Hingegen fanden die Forscher keinen Nachweis für das, was Ernährungsministerin Julia Klöckner so vehement verteidigt: freiwillige Verpflichtungen der Industrie. In ihrer im Winter verabschiedeten "Nationalen Reduktionsstrategie" für Zucker, Fette und Salz in Fertigprodukten setzt die Ministerin allein auf den guten Willen der Branche.

Drei Studien haben die Cochrane-Autoren zu diesem Ansatz gefunden; zwei zeigten einen geringfügig positiven Effekt; die dritte Arbeit ergab dagegen, dass mehr Softdrinks gekauft wurden, als auf Basis der bestehenden Marktentwicklung zu erwarten gewesen wäre. Methodisch allerdings waren alle drei Untersuchungen fragwürdig, die Sicherheit der Evidenz bekam die Einschätzung "sehr niedrig".

Die Ziele des deutschen Ernährungsministeriums sind wenig ehrgeizig

Hinzu kommen grundsätzliche Zweifel an der Strategie. So ist in die Verhandlungen zur Begrenzung ungesunder Nahrungsmittel auch der Zentralverband der deutschen Zuckerindustrie involviert. "Ich halte es nicht für sehr realistisch, dass dieser freiwillig auf eine Verringerung des Zuckerabsatzes in Deutschland hinarbeiten wird", sagt Philipsborn. Ohnehin seien die Ziele des Ernährungsministeriums nicht sehr ehrgeizig: "So soll zum Beispiel der Zuckergehalt von Erfrischungsgetränken bis 2025 um 15 Prozent reduziert werden. In Großbritannien führte hingegen die Ankündigung einer Süßgetränkesteuer dazu, dass Hersteller wie Coca-Cola den Zuckergehalt in ihren Softdrinks innerhalb kurzer Zeit um bis zu 50 Prozent reduzierten", sagt der Mediziner.

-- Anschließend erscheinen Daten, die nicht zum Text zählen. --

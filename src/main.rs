use std::sync::Arc;

use tower_http::cors::CorsLayer;
use tracing_subscriber::EnvFilter;

use nutri_agent_backend::routes;
use nutri_agent_backend::services::agent::Nutritionist;
use nutri_agent_backend::state::AppState;

#[tokio::main]
async fn main() -> anyhow::Result<()> {
    dotenvy::dotenv().ok();

    tracing_subscriber::fmt()
        .with_env_filter(EnvFilter::try_from_default_env().unwrap_or_else(|_| "info".into()))
        .init();

    let state = Arc::new(AppState::new(Arc::new(Nutritionist)));

    let cors = CorsLayer::very_permissive();

    let app = routes::create_router().with_state(state).layer(cors);

    let listener = tokio::net::TcpListener::bind("0.0.0.0:3000").await?;
    tracing::info!(
        "agente nutricionista listening at http://{}",
        listener.local_addr()?
    );
    axum::serve(listener, app).await?;

    Ok(())
}
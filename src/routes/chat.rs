use axum::{Json, extract::State};

use crate::{
    error::AppError,
    message::{ChatRequest, ChatResponse},
    state::SharedState,
};

/// `POST /conversa`: forward one message to the agent and return its reply.
///
/// Missing or mis-typed `mensagem` never reaches this function: the `Json`
/// extractor rejects it with 422 first.
pub async fn conversa_handler(
    State(state): State<SharedState>,
    Json(payload): Json<ChatRequest>,
) -> Result<Json<ChatResponse>, AppError> {
    let trimmed = payload.message.trim();

    if trimmed.is_empty() {
        return Err(AppError::Validation("mensagem cannot be empty".to_string()));
    }

    let reply = state.agent.reply(trimmed).await?;

    Ok(Json(ChatResponse { reply }))
}
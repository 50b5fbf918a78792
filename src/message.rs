// src/message.rs
use serde::{Deserialize, Serialize};

/// Body of `POST /conversa`. Wire field names are Portuguese; they are part
/// of the public contract.
#[derive(Deserialize)]
pub struct ChatRequest {
    #[serde(rename = "mensagem")]
    pub message: String,
}

#[derive(Serialize)]
pub struct ChatResponse {
    #[serde(rename = "resposta")]
    pub reply: String,
}

/// Payload of `GET /`.
#[derive(Serialize)]
pub struct Liveness {
    #[serde(rename = "mensagem")]
    pub message: &'static str,
}
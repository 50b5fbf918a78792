// src/state.rs
use std::sync::Arc;

use crate::services::agent::ChatAgent;

pub type SharedState = Arc<AppState>;

/// Shared application state. Holds only the agent capability handle; the
/// handle itself is stateless and every request builds its own agent.
pub struct AppState {
    pub agent: Arc<dyn ChatAgent>,
}

impl AppState {
    pub fn new(agent: Arc<dyn ChatAgent>) -> Self {
        Self { agent }
    }
}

Stefan Lhachimi vom Leibniz-Institut für Präventionsforschung und Epidemiologie in Bremen forderte Ernährungsministerin Klöckner auf, "die vorhandene Evidenz endlich zur Kenntnis zu nehmen und entsprechend zu handeln". Dies bedeute, "nicht mehr lediglich auf Selbstverpflichtungen der Industrie zu pochen".

Nun ist nicht ausgeschlossen, dass auch Kritiker staatlicher Eingriffe Futter in der 400 Seiten starken Auswertung finden. Zu vielen Maßnahmen gibt es nur wenige aussagekräftigen Studien, zu Werbebeschränkungen gar keine. Die Qualität der Evidenz wird bestenfalls als "moderat" eingeschätzt, weil die Erkenntnisse überwiegend aus Beobachtungsstudien stammen. Der Goldstandard der Forschung aber setzt den Vergleich zwischen Probanden voraus, die nach dem Zufallsprinzip entweder eine Vorsorgemaßnahme erhalten oder nicht. Nur muss man berücksichtigen, dass sich diese Methode oft nur schwer für die Bewertung flächendeckender Präventionsmaßnahmen anwenden lässt.

Ohnehin gehen Fachleute davon aus, dass es nicht die eine, durchschlagende Maßnahme gibt, sondern eine Kombination vieler Schritte nötig ist, um den beständigen Anstieg des Übergewichts zu stoppen. Ohne "umfassende und gezielte Anstrengungen" lasse sich der Trend nicht umkehren, sagt der Münchner Ernährungsmediziner und Mitautor Hans Hauner. Doch nach diesen Anstrengungen sieht es in Deutschland derzeit nicht aus.